* Try it *
Using the entries that follow, collect the lines where the word "derived" appears.

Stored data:
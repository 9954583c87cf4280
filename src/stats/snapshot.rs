//! Study statistics derived from the deck and counters.

use chrono::{DateTime, NaiveDate, Utc};
use serde::{Deserialize, Serialize};

use crate::core::deck::ItemCollection;
use crate::core::scheduler;
use crate::stats::counters::PersistedCounters;

/// Display snapshot. Recomputed on demand, never stored.
#[derive(Debug, Clone, Copy, Default, PartialEq, Eq, Serialize, Deserialize)]
pub struct StudyStats {
    pub total_cards: usize,
    /// Items never reviewed successfully.
    pub new_cards: usize,
    /// Items with one or two successful reviews in a row.
    pub learning_cards: usize,
    /// Items due now.
    pub review_cards: usize,
    pub cards_studied_today: u64,
    /// Rounded percentage of correct reviews, 0 with no reviews.
    pub accuracy_rate: u32,
}

impl StudyStats {
    /// Derive a snapshot at `now` for the local day `today`.
    pub fn derive(
        items: &ItemCollection,
        counters: &PersistedCounters,
        now: DateTime<Utc>,
        today: NaiveDate,
    ) -> Self {
        let mut stats = StudyStats {
            total_cards: items.len(),
            cards_studied_today: counters.studied_on(today),
            accuracy_rate: counters.accuracy_percent(),
            ..Default::default()
        };

        for item in items.iter() {
            if scheduler::is_new(item) {
                stats.new_cards += 1;
            }
            if scheduler::is_learning(item) {
                stats.learning_cards += 1;
            }
            if scheduler::is_due(item, now) {
                stats.review_cards += 1;
            }
        }
        stats
    }
}

#[cfg(test)]
mod tests {
    use super::*;
    use crate::config::TrainingConfig;
    use crate::core::item::{LearningItem, Rating, ReviewOutcome};
    use chrono::Duration;

    fn now() -> DateTime<Utc> {
        DateTime::parse_from_rfc3339("2026-05-20T12:00:00Z")
            .unwrap()
            .with_timezone(&Utc)
    }

    fn today() -> NaiveDate {
        NaiveDate::from_ymd_opt(2026, 5, 20).unwrap()
    }

    fn good() -> ReviewOutcome {
        ReviewOutcome::new(Rating::Good, std::time::Duration::from_secs(2))
    }

    #[test]
    fn test_empty_deck() {
        let stats = StudyStats::derive(
            &ItemCollection::default(),
            &PersistedCounters::new(today()),
            now(),
            today(),
        );
        assert_eq!(stats, StudyStats::default());
    }

    #[test]
    fn test_fresh_deck() {
        let items = ItemCollection::from_config(&TrainingConfig::default(), now());
        let stats = StudyStats::derive(&items, &PersistedCounters::new(today()), now(), today());

        assert_eq!(stats.total_cards, 34);
        assert_eq!(stats.new_cards, 34);
        assert_eq!(stats.learning_cards, 0);
        assert_eq!(stats.review_cards, 34);
        assert_eq!(stats.accuracy_rate, 0);
    }

    #[test]
    fn test_mixed_deck() {
        let mut items = ItemCollection::from_config(&TrainingConfig::default(), now());
        let ids: Vec<_> = items.iter().take(3).map(|i| i.id).collect();

        // One item reviewed once, one twice, one three times.
        let mut updated: Vec<LearningItem> = Vec::new();
        for (n, id) in ids.iter().enumerate() {
            let mut item = items.get(*id).unwrap().clone();
            for _ in 0..=n {
                item = scheduler::advance(&item, &good(), now());
            }
            updated.push(item);
        }
        items.apply(&updated);

        let stats = StudyStats::derive(&items, &PersistedCounters::new(today()), now(), today());
        assert_eq!(stats.new_cards, 31);
        assert_eq!(stats.learning_cards, 2);
        assert_eq!(stats.review_cards, 31);

        let later = StudyStats::derive(
            &items,
            &PersistedCounters::new(today()),
            now() + Duration::days(1),
            today(),
        );
        assert_eq!(later.review_cards, 32);
    }

    #[test]
    fn test_counters_feed_snapshot() {
        let items = ItemCollection::default();
        let mut counters = PersistedCounters::new(today());
        counters.record(4, true, today());
        counters.record(1, false, today());

        let stats = StudyStats::derive(&items, &counters, now(), today());
        assert_eq!(stats.cards_studied_today, 5);
        assert_eq!(stats.accuracy_rate, 80);

        let tomorrow = today().succ_opt().unwrap();
        let stats = StudyStats::derive(&items, &counters, now(), tomorrow);
        assert_eq!(stats.cards_studied_today, 0);
        assert_eq!(stats.accuracy_rate, 80);
    }
}
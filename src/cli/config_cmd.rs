//! Config command for staffdrill.
//!
//! Shows or edits the stored training config. Edits never touch the deck;
//! when clefs or ranges change the output says the deck is stale.

use serde::{Deserialize, Serialize};

use crate::cli::{to_json, Clock};
use crate::config::{presets, TrainingConfig};
use crate::core::pitch::{Clef, PitchRange};
use crate::core::Trainer;
use crate::storage::TrainerStore;

/// What to do with the config.
#[derive(Debug, Clone, PartialEq, Eq)]
pub enum ConfigAction {
    /// Print the current config.
    Show,
    /// Apply a named preset.
    Preset(String),
    /// Set the range of one clef.
    Range {
        clef: Clef,
        start: String,
        end: String,
    },
    /// Enable or disable a clef.
    ToggleClef(Clef),
    /// Turn infinite mode on or off.
    Infinite(bool),
    /// Turn four-note mode on or off.
    FourNote(bool),
}

/// Options for the config command.
#[derive(Debug, Clone, Default)]
pub struct ConfigOptions {
    /// Output as JSON.
    pub json: bool,
    /// Suppress output.
    pub quiet: bool,
}

/// One changed setting.
#[derive(Debug, Clone, PartialEq, Eq, Serialize, Deserialize)]
pub struct ConfigChange {
    pub key: String,
    pub old: String,
    pub new: String,
}

/// Output format for the config command.
#[derive(Debug, Clone, Serialize, Deserialize)]
pub struct ConfigOutput {
    /// Whether the action succeeded.
    pub success: bool,
    /// Config after the action.
    pub config: TrainingConfig,
    /// Settings that changed.
    pub changes: Vec<ConfigChange>,
    /// Whether the deck no longer matches the clefs and ranges.
    pub deck_stale: bool,
    /// Error message if the action failed.
    #[serde(skip_serializing_if = "Option::is_none")]
    pub error: Option<String>,
}

impl ConfigOutput {
    /// Create a successful output.
    pub fn success(config: TrainingConfig, changes: Vec<ConfigChange>, deck_stale: bool) -> Self {
        Self {
            success: true,
            config,
            changes,
            deck_stale,
            error: None,
        }
    }

    /// Create a failed output carrying the unchanged config.
    pub fn failure(config: TrainingConfig, error: impl Into<String>) -> Self {
        Self {
            success: false,
            config,
            changes: Vec::new(),
            deck_stale: false,
            error: Some(error.into()),
        }
    }
}

/// The config command implementation.
pub struct ConfigCommand<S: TrainerStore + Clone + 'static> {
    store: S,
    clock: Clock,
}

impl<S: TrainerStore + Clone + 'static> ConfigCommand<S> {
    /// Create a new config command.
    pub fn new(store: S, clock: Clock) -> Self {
        Self { store, clock }
    }

    /// Run the config command.
    pub fn run(&self, action: &ConfigAction, _options: &ConfigOptions) -> ConfigOutput {
        let mut trainer = Trainer::open(self.store.clone(), self.clock.today);
        let current = trainer.config().clone();

        let next = match self.apply(action, &current) {
            Ok(Some(next)) => next,
            Ok(None) => return ConfigOutput::success(current, Vec::new(), false),
            Err(message) => return ConfigOutput::failure(current, message),
        };

        let changes = current
            .diff(&next)
            .into_iter()
            .map(|(key, old, new)| ConfigChange { key, old, new })
            .collect();
        let stale = trainer.set_config(next) && trainer.has_deck();
        ConfigOutput::success(trainer.config().clone(), changes, stale)
    }

    /// Compute the config an action leads to. `None` means nothing to save.
    fn apply(
        &self,
        action: &ConfigAction,
        current: &TrainingConfig,
    ) -> Result<Option<TrainingConfig>, String> {
        let mut next = current.clone();
        match action {
            ConfigAction::Show => return Ok(None),
            ConfigAction::Preset(id) => {
                let preset = presets::find(id).ok_or_else(|| {
                    let known: Vec<&str> = presets::all().iter().map(|p| p.id).collect();
                    format!("Unknown preset '{}'. Available: {}", id, known.join(", "))
                })?;
                next = preset.apply(current);
            }
            ConfigAction::Range { clef, start, end } => {
                next.set_range(PitchRange::new(*clef, start.as_str(), end.as_str()))
                    .map_err(|e| e.to_string())?;
            }
            ConfigAction::ToggleClef(clef) => {
                if !next.toggle_clef(*clef) {
                    return Err(format!(
                        "Cannot disable {} clef: at least one clef must stay enabled",
                        clef
                    ));
                }
            }
            ConfigAction::Infinite(on) => next.infinite_mode = *on,
            ConfigAction::FourNote(on) => next.four_note_mode = *on,
        }
        Ok(Some(next))
    }

    /// Format output based on options.
    pub fn format_output(&self, output: &ConfigOutput, options: &ConfigOptions) -> String {
        if options.quiet {
            return String::new();
        }

        if options.json {
            return to_json(output);
        }

        if !output.success {
            return format!(
                "Config failed: {}",
                output.error.as_deref().unwrap_or("unknown error")
            );
        }

        let mut lines = Vec::new();
        if output.changes.is_empty() {
            lines.push(describe(&output.config));
            lines.push(String::new());
            lines.push("Presets:".to_string());
            for preset in presets::all() {
                lines.push(format!("  {:<13} {}", preset.id, preset.description));
            }
        } else {
            for change in &output.changes {
                lines.push(format!("{}: {} -> {}", change.key, change.old, change.new));
            }
        }

        if output.deck_stale {
            lines.push(String::new());
            lines.push(
                "The deck no longer matches these settings. Run `staffdrill init --force` to rebuild it."
                    .to_string(),
            );
        }
        lines.join("\n")
    }
}

/// Human-readable summary of a config.
fn describe(config: &TrainingConfig) -> String {
    let mut lines = Vec::new();
    for &clef in Clef::all() {
        let state = if config.is_clef_enabled(clef) {
            "on "
        } else {
            "off"
        };
        lines.push(format!(
            "{:<7} {}  range {}",
            clef.as_str(),
            state,
            config.ranges.effective(clef)
        ));
    }
    lines.push(format!("infinite mode:  {}", on_off(config.infinite_mode)));
    lines.push(format!("four-note mode: {}", on_off(config.four_note_mode)));
    lines.join("\n")
}

fn on_off(flag: bool) -> &'static str {
    if flag {
        "on"
    } else {
        "off"
    }
}
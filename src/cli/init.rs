//! Init command for staffdrill.
//!
//! Builds the deck from the stored config and writes a default config file
//! if none exists yet.

use serde::{Deserialize, Serialize};

use crate::cli::{to_json, Clock};
use crate::config::TrainingConfig;
use crate::core::pitch::Clef;
use crate::core::Trainer;
use crate::error::FailOpen;
use crate::storage::TrainerStore;

/// Options for the init command.
#[derive(Debug, Clone, Default)]
pub struct InitOptions {
    /// Output as JSON.
    pub json: bool,
    /// Suppress output.
    pub quiet: bool,
    /// Rebuild even if a deck exists.
    pub force: bool,
}

/// Output format for the init command.
#[derive(Debug, Clone, Serialize, Deserialize)]
pub struct InitOutput {
    /// Whether initialization was successful.
    pub success: bool,
    /// Items created.
    pub created: usize,
    /// Treble items in the new deck.
    pub treble: usize,
    /// Bass items in the new deck.
    pub bass: usize,
    /// Whether an existing deck was replaced.
    pub replaced: bool,
    /// Error message if initialization failed.
    #[serde(skip_serializing_if = "Option::is_none")]
    pub error: Option<String>,
}

impl InitOutput {
    /// Create a successful output.
    pub fn success(treble: usize, bass: usize, replaced: bool) -> Self {
        Self {
            success: true,
            created: treble + bass,
            treble,
            bass,
            replaced,
            error: None,
        }
    }

    /// Create a failed output.
    pub fn failure(error: impl Into<String>) -> Self {
        Self {
            success: false,
            created: 0,
            treble: 0,
            bass: 0,
            replaced: false,
            error: Some(error.into()),
        }
    }
}

/// The init command implementation.
pub struct InitCommand<S: TrainerStore + Clone + 'static> {
    store: S,
    clock: Clock,
}

impl<S: TrainerStore + Clone + 'static> InitCommand<S> {
    /// Create a new init command.
    pub fn new(store: S, clock: Clock) -> Self {
        Self { store, clock }
    }

    /// Run the init command.
    pub fn run(&self, options: &InitOptions) -> InitOutput {
        // Leave an editable config file behind on first run.
        let stored = self
            .store
            .load_config()
            .fail_open_with("loading config", None);
        if stored.is_none() {
            self.store
                .save_config(&TrainingConfig::default())
                .fail_open_default("writing default config");
        }

        let mut trainer = Trainer::open(self.store.clone(), self.clock.today);
        let existing = trainer.items().len();
        if existing > 0 && !options.force {
            return InitOutput::failure(format!(
                "A deck with {} cards already exists. Use --force to rebuild it (progress is lost).",
                existing
            ));
        }

        trainer.initialize_deck(self.clock.now);
        let items = trainer.items();
        InitOutput::success(
            items.count_for_clef(Clef::Treble),
            items.count_for_clef(Clef::Bass),
            existing > 0,
        )
    }

    /// Format output based on options.
    pub fn format_output(&self, output: &InitOutput, options: &InitOptions) -> String {
        if options.quiet {
            return String::new();
        }

        if options.json {
            return to_json(output);
        }

        if !output.success {
            return format!(
                "Init failed: {}",
                output.error.as_deref().unwrap_or("unknown error")
            );
        }

        let verb = if output.replaced { "Rebuilt" } else { "Created" };
        format!(
            "{} deck with {} cards ({} treble, {} bass).\nRun `staffdrill train` to start.",
            verb, output.created, output.treble, output.bass
        )
    }
}
//! Review counters and the study statistics derived from them.
//!
//! Counters are the only persisted stats. Everything else is recomputed from
//! the deck when asked for.

pub mod counters;
pub mod snapshot;

pub use counters::PersistedCounters;
pub use snapshot::StudyStats;
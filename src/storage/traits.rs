//! Storage traits for staffdrill.
//!
//! The trainer persists three things: the deck, the review counters, and the
//! training config. Each has its own trait so hosts can mix backends; most
//! use one type implementing all three, which makes it a [`TrainerStore`].
//!
//! Writes are best effort. Callers route them through
//! [`FailOpen`](crate::error::FailOpen) so a failed save never blocks a
//! review.

use std::sync::Arc;

use crate::config::TrainingConfig;
use crate::core::item::LearningItem;
use crate::error::Result;
use crate::stats::PersistedCounters;

/// Persistence for the item collection.
pub trait ItemStore: Send + Sync {
    /// Load all items. A store with nothing saved returns an empty list.
    fn load_items(&self) -> Result<Vec<LearningItem>>;

    /// Replace the stored items.
    fn save_items(&self, items: &[LearningItem]) -> Result<()>;
}

/// Persistence for review counters.
pub trait CounterStore: Send + Sync {
    /// Load counters. Returns `Ok(None)` if none were saved.
    fn load_counters(&self) -> Result<Option<PersistedCounters>>;

    /// Replace the stored counters.
    fn save_counters(&self, counters: &PersistedCounters) -> Result<()>;
}

/// Persistence for the training config.
pub trait ConfigStore: Send + Sync {
    /// Load the config. Returns `Ok(None)` if none was saved.
    fn load_config(&self) -> Result<Option<TrainingConfig>>;

    /// Replace the stored config.
    fn save_config(&self, config: &TrainingConfig) -> Result<()>;
}

/// Everything the trainer needs from storage.
pub trait TrainerStore: ItemStore + CounterStore + ConfigStore {}

impl<T: ItemStore + CounterStore + ConfigStore + ?Sized> TrainerStore for T {}

/// Blanket implementations for Arc-wrapped stores.
///
/// This allows sharing one store between a trainer's save subscribers and
/// test assertions.
impl<T: ItemStore + ?Sized> ItemStore for Arc<T> {
    fn load_items(&self) -> Result<Vec<LearningItem>> {
        (**self).load_items()
    }

    fn save_items(&self, items: &[LearningItem]) -> Result<()> {
        (**self).save_items(items)
    }
}

impl<T: CounterStore + ?Sized> CounterStore for Arc<T> {
    fn load_counters(&self) -> Result<Option<PersistedCounters>> {
        (**self).load_counters()
    }

    fn save_counters(&self, counters: &PersistedCounters) -> Result<()> {
        (**self).save_counters(counters)
    }
}

impl<T: ConfigStore + ?Sized> ConfigStore for Arc<T> {
    fn load_config(&self) -> Result<Option<TrainingConfig>> {
        (**self).load_config()
    }

    fn save_config(&self, config: &TrainingConfig) -> Result<()> {
        (**self).save_config(config)
    }
}

/// Test utilities for store implementations.
#[cfg(test)]
pub mod tests {
    use super::*;
    use crate::core::deck::ItemCollection;
    use crate::core::pitch::{Clef, PitchRange};
    use chrono::{NaiveDate, TimeZone, Utc};

    fn sample_items() -> Vec<LearningItem> {
        let now = Utc.with_ymd_and_hms(2026, 6, 1, 9, 0, 0).unwrap();
        let mut config = TrainingConfig::default();
        config.ranges.set(PitchRange::new(Clef::Treble, "C4", "E4"));
        config.ranges.set(PitchRange::new(Clef::Bass, "A3", "B3"));
        ItemCollection::from_config(&config, now).as_slice().to_vec()
    }

    /// Verify item persistence.
    pub fn test_item_store<S: ItemStore>(store: &S) {
        assert!(store.load_items().unwrap().is_empty());

        let items = sample_items();
        store.save_items(&items).unwrap();
        assert_eq!(store.load_items().unwrap(), items);

        // Saving replaces, it does not append.
        store.save_items(&items[..2]).unwrap();
        assert_eq!(store.load_items().unwrap(), items[..2].to_vec());

        // An empty deck is saved as an empty list.
        store.save_items(&[]).unwrap();
        assert!(store.load_items().unwrap().is_empty());
    }

    /// Verify counter persistence.
    pub fn test_counter_store<S: CounterStore>(store: &S) {
        assert!(store.load_counters().unwrap().is_none());

        let today = NaiveDate::from_ymd_opt(2026, 6, 1).unwrap();
        let mut counters = PersistedCounters::new(today);
        counters.record(4, true, today);
        store.save_counters(&counters).unwrap();
        assert_eq!(store.load_counters().unwrap(), Some(counters));

        let fresh = PersistedCounters::new(today);
        store.save_counters(&fresh).unwrap();
        assert_eq!(store.load_counters().unwrap(), Some(fresh));
    }

    /// Verify config persistence.
    pub fn test_config_store<S: ConfigStore>(store: &S) {
        assert!(store.load_config().unwrap().is_none());

        let mut config = TrainingConfig::default();
        config.four_note_mode = true;
        config.enabled_clefs = vec![Clef::Bass];
        config.ranges.treble = None;
        store.save_config(&config).unwrap();
        assert_eq!(store.load_config().unwrap(), Some(config));
    }

    /// Run every conformance check against fresh stores from `make`.
    pub fn test_trainer_store<S: TrainerStore>(make: impl Fn() -> S) {
        test_item_store(&make());
        test_counter_store(&make());
        test_config_store(&make());
    }
}
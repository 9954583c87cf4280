//! Session composition, answer checking, and grading.
//!
//! A session is a shuffled list of item ids for one clef plus a cursor. It is
//! consumed one item at a time, or in batches of four in four-note mode, and
//! loops back to the start when it runs out. A new shuffle only happens when
//! [`compose`] is called again.

use chrono::{DateTime, Utc};
use rand::seq::SliceRandom;
use rand::Rng;
use serde::Serialize;
use uuid::Uuid;

use crate::config::TrainingConfig;
use crate::core::deck::ItemCollection;
use crate::core::item::{LearningItem, ReviewOutcome};
use crate::core::pitch::{Clef, Letter};
use crate::core::scheduler;

/// Items per batch in four-note mode.
pub const BATCH_SIZE: usize = 4;

/// Maximum number of new items added to a normal-mode session.
pub const NEW_ITEM_LIMIT: usize = 10;

/// How the session is consumed.
#[derive(Debug, Clone, Copy, PartialEq, Eq, Serialize)]
#[serde(rename_all = "snake_case")]
pub enum SessionMode {
    /// One item per prompt.
    Single,
    /// Four consecutive items per prompt, graded together.
    FourNote,
}

impl SessionMode {
    /// Items shown per prompt.
    pub fn batch_size(&self) -> usize {
        match self {
            SessionMode::Single => 1,
            SessionMode::FourNote => BATCH_SIZE,
        }
    }
}

/// Result of composing a session.
#[derive(Debug, Clone, PartialEq)]
pub enum Composition {
    /// A session is ready to run.
    Ready(Session),
    /// The clef has no items at all.
    NoCards,
    /// Single mode: the clef has items but none are due or new.
    NothingDue,
    /// Four-note mode: fewer than [`BATCH_SIZE`] items are eligible, zero
    /// included. Four-note mode never reports [`Composition::NothingDue`].
    InsufficientCards { available: usize },
}

/// Ids eligible for a session, in collection order, before shuffling.
///
/// Infinite mode takes every item of the clef. Normal mode takes the due
/// items plus the first [`NEW_ITEM_LIMIT`] new items, without duplicates.
pub fn candidates(
    items: &ItemCollection,
    config: &TrainingConfig,
    clef: Clef,
    now: DateTime<Utc>,
) -> Vec<Uuid> {
    if config.infinite_mode {
        return items.for_clef(clef).map(|item| item.id).collect();
    }

    let mut ids: Vec<Uuid> = items
        .due(now)
        .filter(|item| item.clef() == clef)
        .map(|item| item.id)
        .collect();

    let fresh = items
        .new_items()
        .filter(|item| item.clef() == clef)
        .take(NEW_ITEM_LIMIT)
        .map(|item| item.id);
    for id in fresh {
        if !ids.contains(&id) {
            ids.push(id);
        }
    }
    ids
}

/// Build a session for `clef`, shuffled with `rng`.
///
/// Production code passes `rand::rng()`; tests pass a seeded `StdRng` to get
/// a reproducible order.
pub fn compose<R: Rng + ?Sized>(
    items: &ItemCollection,
    config: &TrainingConfig,
    clef: Clef,
    now: DateTime<Utc>,
    rng: &mut R,
) -> Composition {
    if items.count_for_clef(clef) == 0 {
        return Composition::NoCards;
    }

    let mut order = candidates(items, config, clef, now);
    let mode = if config.four_note_mode {
        SessionMode::FourNote
    } else {
        SessionMode::Single
    };
    if order.len() < mode.batch_size() {
        return match mode {
            SessionMode::Single => Composition::NothingDue,
            SessionMode::FourNote => Composition::InsufficientCards {
                available: order.len(),
            },
        };
    }

    order.shuffle(rng);
    tracing::debug!(%clef, ?mode, len = order.len(), "composed session");
    Composition::Ready(Session::new(clef, mode, order))
}

/// Response to a submitted answer.
#[derive(Debug, Clone, PartialEq, Eq, Serialize)]
#[serde(tag = "status", rename_all = "snake_case")]
pub enum Feedback {
    /// Four-note mode is still collecting answers for the batch.
    Pending { answered: usize, total: usize },
    /// All answers for the current prompt are in.
    Judged {
        /// True only if every answer matched its target.
        correct: bool,
        /// Target letters in prompt order.
        expected: Vec<Letter>,
        /// Submitted letters in prompt order.
        given: Vec<Letter>,
    },
    /// The prompt was already judged; grade or retry first.
    Ignored,
}

/// What a grade call did.
#[derive(Debug, Clone, PartialEq, Serialize)]
pub struct GradeReport {
    /// Items after scheduling, in prompt order.
    pub updated: Vec<LearningItem>,
    /// Whether the prompt had been judged correct.
    pub correct: bool,
}

impl GradeReport {
    /// Number of items graded in this action.
    pub fn count(&self) -> usize {
        self.updated.len()
    }
}

/// An ordered working set for one training round.
#[derive(Debug, Clone, PartialEq)]
pub struct Session {
    clef: Clef,
    mode: SessionMode,
    order: Vec<Uuid>,
    cursor: usize,
    answers: Vec<Letter>,
    verdict: Option<bool>,
}

impl Session {
    /// Create a session over an already ordered list of ids.
    ///
    /// Four-note sessions must hold at least [`BATCH_SIZE`] ids; use
    /// [`compose`] to get that check.
    pub fn new(clef: Clef, mode: SessionMode, order: Vec<Uuid>) -> Self {
        Self {
            clef,
            mode,
            order,
            cursor: 0,
            answers: Vec::new(),
            verdict: None,
        }
    }

    pub fn clef(&self) -> Clef {
        self.clef
    }

    pub fn mode(&self) -> SessionMode {
        self.mode
    }

    /// Session order.
    pub fn order(&self) -> &[Uuid] {
        &self.order
    }

    /// Number of items in the session.
    pub fn len(&self) -> usize {
        self.order.len()
    }

    /// Whether the session holds no items.
    pub fn is_empty(&self) -> bool {
        self.order.is_empty()
    }

    /// Zero-based position of the current prompt's first item.
    pub fn position(&self) -> usize {
        self.cursor
    }

    /// Ids of the current prompt: one item, or a full batch of four.
    pub fn current(&self) -> &[Uuid] {
        let end = (self.cursor + self.mode.batch_size()).min(self.order.len());
        &self.order[self.cursor..end]
    }

    /// Resolve the current prompt against the deck.
    ///
    /// Returns `None` if any id is missing from the deck, which only happens
    /// when the deck was rebuilt under a running session.
    pub fn current_items<'a>(&self, items: &'a ItemCollection) -> Option<Vec<&'a LearningItem>> {
        self.current().iter().map(|&id| items.get(id)).collect()
    }

    /// Letters submitted so far for the current prompt.
    pub fn answers(&self) -> &[Letter] {
        &self.answers
    }

    /// Verdict for the current prompt, once all answers are in.
    pub fn verdict(&self) -> Option<bool> {
        self.verdict
    }

    /// Submit a letter for the current prompt.
    ///
    /// Single mode judges immediately. Four-note mode collects one letter per
    /// item and judges the batch on the fourth; the batch is correct only if
    /// all four match.
    pub fn submit_answer(&mut self, items: &ItemCollection, letter: Letter) -> Feedback {
        if self.verdict.is_some() {
            return Feedback::Ignored;
        }
        let Some(targets) = self.current_items(items) else {
            tracing::warn!("session refers to items missing from the deck");
            return Feedback::Ignored;
        };

        self.answers.push(letter);
        if self.answers.len() < targets.len() {
            return Feedback::Pending {
                answered: self.answers.len(),
                total: targets.len(),
            };
        }

        let correct = targets
            .iter()
            .zip(&self.answers)
            .all(|(item, &given)| item.pitch.matches_letter(given));
        self.verdict = Some(correct);

        Feedback::Judged {
            correct,
            expected: targets.iter().map(|item| item.pitch.letter).collect(),
            given: self.answers.clone(),
        }
    }

    /// Discard answers and verdict for the current prompt.
    pub fn retry(&mut self) {
        self.answers.clear();
        self.verdict = None;
    }

    /// Grade the current prompt and move on.
    ///
    /// The same outcome is applied to every item of the prompt, so a
    /// four-note batch is scheduled as a unit. An unjudged prompt counts as
    /// incorrect. The deck is updated in place.
    pub fn grade(
        &mut self,
        items: &mut ItemCollection,
        outcome: &ReviewOutcome,
        now: DateTime<Utc>,
    ) -> GradeReport {
        let correct = self.verdict.unwrap_or(false);
        let updated: Vec<LearningItem> = self
            .current()
            .iter()
            .filter_map(|&id| items.get(id))
            .map(|item| scheduler::advance(item, outcome, now))
            .collect();
        items.apply(&updated);

        self.step();
        GradeReport { updated, correct }
    }

    /// Move the cursor to the next prompt, wrapping to the start.
    fn step(&mut self) {
        self.answers.clear();
        self.verdict = None;

        let size = self.mode.batch_size();
        let next = self.cursor + size;
        // Only start a batch that fits; a short tail waits for the next shuffle.
        self.cursor = if next + size <= self.order.len() {
            next
        } else {
            0
        };
    }
}
//! staffdrill - spaced-repetition trainer for reading notes on the staff
//!
//! Each natural pitch in a configured treble or bass range is a card. Cards
//! are scheduled with SM-2; a session drills the due and new cards one at a
//! time or in batches of four.

pub mod cli;
pub mod config;
pub mod core;
pub mod error;
pub mod stats;
pub mod storage;

pub use config::TrainingConfig;
pub use core::{
    Clef, Composition, Feedback, ItemCollection, LearningItem, Letter, Pitch, PitchRange,
    Rating, Session, SessionMode, Trainer,
};
pub use error::{Result, StaffError};
pub use stats::{PersistedCounters, StudyStats};
pub use storage::{ConfigStore, CounterStore, FileStore, ItemStore, MemoryStore, TrainerStore};

// CLI commands
pub use cli::{ConfigCommand, InitCommand, ResetCommand, StatsCommand, TrainCommand};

* Answer space *
//! Study statistics derived from the deck and counters.
//! Review counters and the study statistics derived from them.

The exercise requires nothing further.